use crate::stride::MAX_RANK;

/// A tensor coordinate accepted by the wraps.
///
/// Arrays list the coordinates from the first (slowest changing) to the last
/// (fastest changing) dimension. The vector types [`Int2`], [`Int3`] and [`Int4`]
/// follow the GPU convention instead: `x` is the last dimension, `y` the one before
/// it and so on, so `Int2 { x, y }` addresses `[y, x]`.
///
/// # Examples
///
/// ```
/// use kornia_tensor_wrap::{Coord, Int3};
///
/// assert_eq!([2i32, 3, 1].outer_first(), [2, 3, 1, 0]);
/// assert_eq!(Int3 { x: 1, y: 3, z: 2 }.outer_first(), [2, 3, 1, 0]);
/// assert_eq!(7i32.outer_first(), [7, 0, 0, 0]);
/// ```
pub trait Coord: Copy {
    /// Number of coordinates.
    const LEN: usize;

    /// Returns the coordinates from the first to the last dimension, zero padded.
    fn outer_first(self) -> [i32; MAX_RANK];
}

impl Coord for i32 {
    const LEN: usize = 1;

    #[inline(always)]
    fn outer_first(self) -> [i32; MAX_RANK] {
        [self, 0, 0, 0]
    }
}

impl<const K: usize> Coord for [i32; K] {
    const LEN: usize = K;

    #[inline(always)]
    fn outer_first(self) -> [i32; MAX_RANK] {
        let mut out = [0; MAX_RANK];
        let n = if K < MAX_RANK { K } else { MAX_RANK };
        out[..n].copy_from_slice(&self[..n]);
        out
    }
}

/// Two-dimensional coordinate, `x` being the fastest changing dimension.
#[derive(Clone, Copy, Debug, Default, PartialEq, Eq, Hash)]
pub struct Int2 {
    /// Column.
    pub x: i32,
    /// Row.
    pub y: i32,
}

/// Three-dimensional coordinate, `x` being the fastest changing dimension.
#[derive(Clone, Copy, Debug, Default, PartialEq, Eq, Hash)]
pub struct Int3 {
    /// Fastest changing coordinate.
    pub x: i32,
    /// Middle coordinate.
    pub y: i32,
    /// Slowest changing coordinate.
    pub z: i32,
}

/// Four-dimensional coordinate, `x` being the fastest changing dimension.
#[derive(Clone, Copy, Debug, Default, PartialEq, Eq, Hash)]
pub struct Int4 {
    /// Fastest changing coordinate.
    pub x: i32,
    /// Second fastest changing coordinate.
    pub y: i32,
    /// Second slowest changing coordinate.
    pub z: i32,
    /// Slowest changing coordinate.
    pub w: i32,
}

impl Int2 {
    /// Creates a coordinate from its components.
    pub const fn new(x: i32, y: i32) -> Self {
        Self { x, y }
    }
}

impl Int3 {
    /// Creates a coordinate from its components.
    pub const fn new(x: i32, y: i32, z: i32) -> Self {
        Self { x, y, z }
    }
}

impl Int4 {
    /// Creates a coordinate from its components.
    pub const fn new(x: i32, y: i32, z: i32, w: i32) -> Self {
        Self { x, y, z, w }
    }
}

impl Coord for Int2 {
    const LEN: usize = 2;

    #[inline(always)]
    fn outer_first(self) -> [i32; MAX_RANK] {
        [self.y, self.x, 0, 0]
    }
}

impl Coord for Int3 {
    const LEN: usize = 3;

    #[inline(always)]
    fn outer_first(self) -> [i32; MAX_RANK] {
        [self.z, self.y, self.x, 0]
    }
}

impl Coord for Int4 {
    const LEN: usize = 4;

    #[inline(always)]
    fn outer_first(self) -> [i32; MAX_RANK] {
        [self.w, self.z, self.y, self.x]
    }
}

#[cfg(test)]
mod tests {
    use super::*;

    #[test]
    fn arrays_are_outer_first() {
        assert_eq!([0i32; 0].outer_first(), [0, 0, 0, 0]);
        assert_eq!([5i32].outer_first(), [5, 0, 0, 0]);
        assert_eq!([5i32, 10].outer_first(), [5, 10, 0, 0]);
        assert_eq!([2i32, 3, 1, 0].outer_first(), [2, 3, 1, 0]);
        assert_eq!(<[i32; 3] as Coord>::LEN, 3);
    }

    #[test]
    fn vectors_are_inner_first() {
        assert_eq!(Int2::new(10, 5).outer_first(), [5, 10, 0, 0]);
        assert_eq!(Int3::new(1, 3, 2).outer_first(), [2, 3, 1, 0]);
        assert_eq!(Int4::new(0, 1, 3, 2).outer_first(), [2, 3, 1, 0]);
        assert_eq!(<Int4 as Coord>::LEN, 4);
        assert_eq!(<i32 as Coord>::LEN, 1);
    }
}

· · ·

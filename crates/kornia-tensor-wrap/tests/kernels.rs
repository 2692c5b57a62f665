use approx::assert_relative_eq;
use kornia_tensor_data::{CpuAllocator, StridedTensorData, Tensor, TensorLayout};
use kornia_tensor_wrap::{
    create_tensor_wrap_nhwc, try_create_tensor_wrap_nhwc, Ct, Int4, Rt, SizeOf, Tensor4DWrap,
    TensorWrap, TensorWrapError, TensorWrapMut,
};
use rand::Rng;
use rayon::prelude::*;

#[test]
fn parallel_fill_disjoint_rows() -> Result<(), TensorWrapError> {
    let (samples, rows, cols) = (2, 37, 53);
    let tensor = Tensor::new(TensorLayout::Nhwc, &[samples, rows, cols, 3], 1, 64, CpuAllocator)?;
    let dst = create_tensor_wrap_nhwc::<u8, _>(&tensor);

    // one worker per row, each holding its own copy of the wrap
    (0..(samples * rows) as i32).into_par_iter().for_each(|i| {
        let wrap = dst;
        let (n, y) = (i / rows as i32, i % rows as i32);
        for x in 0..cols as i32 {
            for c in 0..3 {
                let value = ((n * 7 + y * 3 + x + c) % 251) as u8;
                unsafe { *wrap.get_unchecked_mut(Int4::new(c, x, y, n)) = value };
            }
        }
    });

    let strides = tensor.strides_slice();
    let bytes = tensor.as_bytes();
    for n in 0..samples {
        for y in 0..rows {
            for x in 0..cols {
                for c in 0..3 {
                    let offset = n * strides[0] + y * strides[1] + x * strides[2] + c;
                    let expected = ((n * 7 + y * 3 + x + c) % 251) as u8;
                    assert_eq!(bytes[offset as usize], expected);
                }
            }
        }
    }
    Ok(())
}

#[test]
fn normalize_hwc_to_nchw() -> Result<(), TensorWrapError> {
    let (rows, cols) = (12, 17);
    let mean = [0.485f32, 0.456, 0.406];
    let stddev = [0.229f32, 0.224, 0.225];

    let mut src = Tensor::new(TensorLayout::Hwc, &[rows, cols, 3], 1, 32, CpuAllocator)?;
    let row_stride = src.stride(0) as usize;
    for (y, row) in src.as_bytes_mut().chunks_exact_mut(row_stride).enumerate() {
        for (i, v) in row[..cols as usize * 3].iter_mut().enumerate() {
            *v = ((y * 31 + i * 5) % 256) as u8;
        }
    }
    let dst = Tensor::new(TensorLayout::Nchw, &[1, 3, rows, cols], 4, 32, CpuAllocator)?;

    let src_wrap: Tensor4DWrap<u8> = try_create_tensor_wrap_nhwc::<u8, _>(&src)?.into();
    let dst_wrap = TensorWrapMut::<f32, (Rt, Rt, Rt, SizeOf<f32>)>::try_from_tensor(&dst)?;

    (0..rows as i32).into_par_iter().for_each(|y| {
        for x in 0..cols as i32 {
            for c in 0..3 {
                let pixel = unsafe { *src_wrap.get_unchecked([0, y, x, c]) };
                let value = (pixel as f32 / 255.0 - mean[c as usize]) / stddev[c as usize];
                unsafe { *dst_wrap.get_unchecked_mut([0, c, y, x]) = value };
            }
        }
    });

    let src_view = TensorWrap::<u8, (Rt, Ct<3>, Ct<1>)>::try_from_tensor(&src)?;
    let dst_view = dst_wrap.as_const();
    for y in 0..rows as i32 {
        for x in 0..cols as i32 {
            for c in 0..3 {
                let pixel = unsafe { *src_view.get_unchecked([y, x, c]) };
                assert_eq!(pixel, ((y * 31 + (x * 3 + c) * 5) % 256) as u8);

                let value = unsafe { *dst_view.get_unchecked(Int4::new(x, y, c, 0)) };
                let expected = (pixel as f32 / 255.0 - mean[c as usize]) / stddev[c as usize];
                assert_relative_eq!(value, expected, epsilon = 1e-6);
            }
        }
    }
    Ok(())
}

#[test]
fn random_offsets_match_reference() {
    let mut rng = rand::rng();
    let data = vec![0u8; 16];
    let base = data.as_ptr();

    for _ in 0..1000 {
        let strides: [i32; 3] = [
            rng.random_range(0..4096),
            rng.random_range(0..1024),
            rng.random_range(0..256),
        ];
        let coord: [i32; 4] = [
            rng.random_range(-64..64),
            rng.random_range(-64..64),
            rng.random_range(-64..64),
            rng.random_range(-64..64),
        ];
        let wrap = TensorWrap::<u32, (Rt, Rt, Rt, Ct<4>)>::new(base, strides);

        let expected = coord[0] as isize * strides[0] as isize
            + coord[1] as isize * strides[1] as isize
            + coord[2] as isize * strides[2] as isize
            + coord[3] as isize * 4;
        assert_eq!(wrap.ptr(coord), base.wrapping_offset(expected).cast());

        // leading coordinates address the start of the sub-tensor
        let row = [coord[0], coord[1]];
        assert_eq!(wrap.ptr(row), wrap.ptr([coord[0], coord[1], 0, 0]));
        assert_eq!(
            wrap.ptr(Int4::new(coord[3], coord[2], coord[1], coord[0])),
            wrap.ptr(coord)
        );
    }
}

· · ·

● Instructions for the task:
Search the records for the word "expected" and return every line that holds it.

● Task solution:
                    let expected = ((n * 7 + y * 3 + x + c) % 251) as u8;
                    assert_eq!(bytes[offset as usize], expected);
                let expected = (pixel as f32 / 255.0 - mean[c as usize]) / stddev[c as usize];
                assert_relative_eq!(value, expected, epsilon = 1e-6);
        let expected = coord[0] as isize * strides[0] as isize
        assert_eq!(wrap.ptr(coord), base.wrapping_offset(expected).cast());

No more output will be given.